During an interrogation, officers are alert to any changes you make in the phrases you use to describe what happened. If you say one time that you chatted with your missing wife, before she started on her walk, but the next time you say you discussed something with her, then the interrogators will pick up on the subtle differences in the language. The word ‘chatted’ implies a much more casual conversation than the word discussed does. Discuss can imply an argument that got out of hand to an officer, which they then suppose led to the commission of a crime.

Omitting Information

Often suspects will omit information rather than fabricate false information in order to conceal their actions, and police officers are well aware of this fact. Suspects provide clues to information that they may be attempting to omit by using qualifiers. Qualifying words are make language less direct. For example, stating that you don’t remember an event is a direct statement. Saying that you don’t remember a specific event adds a qualifying word that is intended to cloud the meaning. Officers will also examine the pauses that you make while telling your story. Suspects who are being truthful generally don’t have to pause to think about what occurred next in the narrative. When there are a lot of pauses, officers are inclined to think that their suspect is taking time to mentally put a plausible story together before they say it aloud.

Another indication that someone is trying to omit facts is the use of words that can be described as text bridges. These are words that convey time passing, like then, later, afterward or saying ‘ah’ or ‘um’. These words suggest that suspects may be leaving out important and/or incriminating parts of the story. Skilled interrogators will return to these points in a narrative again and again to try and elicit more information. This will generally make a guilty suspect feel very uncomfortable and thus more likely to make an error if they are omitting facts.

If you are being questioned by the police, you may be inclined to discount the importance of how your use of language can affect the direction of an investigation; but these subtle techniques may be heavily factored into making a determination of your guilt or innocence. Though officer’s don’t ultimately determine your status, they do rely on the information that you provide to determine whether to pursue you as a suspect. Even when you are innocent of any wrong-doing, a police investigation can have a tremendous negative impact on your life. Therefore, it is always preferable to have an attorney present to speak on your behalf when you are being questioned about a crime. Not only are attorneys familiar with these tactics and how the information might be misinterpreted, they can protect you from having your own words used unfairly against you.
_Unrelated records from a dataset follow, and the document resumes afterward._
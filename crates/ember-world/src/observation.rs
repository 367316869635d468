//! Per-turn snapshot format.
//!
//! A harness that already tracks the game state hands the planner one
//! [`Observation`] per turn as JSON. Only the fields the planner reads are
//! modelled; optional fields default so that sparse snapshots still parse.
//! [`GameState::from_observation`] turns it into a validated world.
//!
//! [`GameState::from_observation`]: crate::state::GameState::from_observation

use ember_types::{CityId, ResourceType, UnitId, UnitKind};
use serde::{Deserialize, Serialize};

use crate::player::{Cargo, Team};

/// Everything observable at the start of a turn.
#[derive(Debug, Clone, PartialEq, Serialize, Deserialize)]
pub struct Observation {
    /// Turn number, starting at 0.
    #[serde(default)]
    pub turn: u32,
    /// The team this agent controls.
    pub player: Team,
    /// Grid width.
    pub width: i32,
    /// Grid height.
    pub height: i32,
    /// Resource deposits on the map.
    #[serde(default)]
    pub resources: Vec<ResourceObservation>,
    /// Both players, in any order.
    #[serde(default)]
    pub players: Vec<PlayerObservation>,
}

/// A resource deposit.
#[derive(Debug, Clone, Copy, PartialEq, Eq, Serialize, Deserialize)]
pub struct ResourceObservation {
    /// Resource tier.
    pub kind: ResourceType,
    /// Column.
    pub x: i32,
    /// Row.
    pub y: i32,
    /// Units left.
    pub amount: u32,
}

/// One player's research, cities, and units.
#[derive(Debug, Clone, PartialEq, Serialize, Deserialize)]
pub struct PlayerObservation {
    /// Team index.
    pub team: Team,
    /// Accumulated research points.
    #[serde(default)]
    pub research_points: u32,
    /// Cities in report order.
    #[serde(default)]
    pub cities: Vec<CityObservation>,
    /// Units in report order.
    #[serde(default)]
    pub units: Vec<UnitObservation>,
}

/// A city and its tiles.
#[derive(Debug, Clone, PartialEq, Serialize, Deserialize)]
pub struct CityObservation {
    /// City identifier.
    pub id: CityId,
    /// Shared fuel.
    #[serde(default)]
    pub fuel: f64,
    /// Tiles in report order.
    #[serde(default)]
    pub tiles: Vec<CityTileObservation>,
}

/// A single city tile.
#[derive(Debug, Clone, Copy, PartialEq, Serialize, Deserialize)]
pub struct CityTileObservation {
    /// Column.
    pub x: i32,
    /// Row.
    pub y: i32,
    /// Action cooldown.
    #[serde(default)]
    pub cooldown: f64,
}

/// A worker or cart.
#[derive(Debug, Clone, PartialEq, Serialize, Deserialize)]
pub struct UnitObservation {
    /// Unit identifier.
    pub id: UnitId,
    /// Worker or cart.
    pub kind: UnitKind,
    /// Column.
    pub x: i32,
    /// Row.
    pub y: i32,
    /// Action cooldown.
    #[serde(default)]
    pub cooldown: f64,
    /// Carried resources.
    #[serde(default)]
    pub cargo: Cargo,
}

#[cfg(test)]
#[allow(clippy::unwrap_used)]
mod tests {
    use super::*;

    #[test]
    fn parses_sparse_snapshot() {
        let json = r#"{
            "player": 0,
            "width": 12,
            "height": 12,
            "resources": [{"kind": "wood", "x": 3, "y": 4, "amount": 500}],
            "players": [
                {
                    "team": 0,
                    "cities": [{"id": "c_1", "fuel": 40.0, "tiles": [{"x": 1, "y": 1}]}],
                    "units": [{"id": "u_1", "kind": "worker", "x": 2, "y": 1,
                               "cargo": {"wood": 20}}]
                },
                {"team": 1}
            ]
        }"#;
        let obs: Observation = serde_json::from_str(json).unwrap();
        assert_eq!(obs.turn, 0);
        assert_eq!(obs.resources.len(), 1);
        assert_eq!(obs.players.len(), 2);

        let me = obs.players.first().unwrap();
        assert_eq!(me.research_points, 0);
        let unit = me.units.first().unwrap();
        assert_eq!(unit.cargo.wood, 20);
        assert_eq!(unit.cargo.coal, 0);
        assert!(obs.players.get(1).is_some_and(|p| p.units.is_empty()));
    }
}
Should you talk to police?

No, not without your lawyer. There is a reason the Constitution protects people from custodial interrogations without a lawyer. Regardless of how innocent you may be, the police can always use part of what you say to make their case stronger. If you are innocent, you don’t know what you might say that fits into the police theory of their case. If you are guilty, do not trust that you can somehow outsmart police. Get a professional on your side.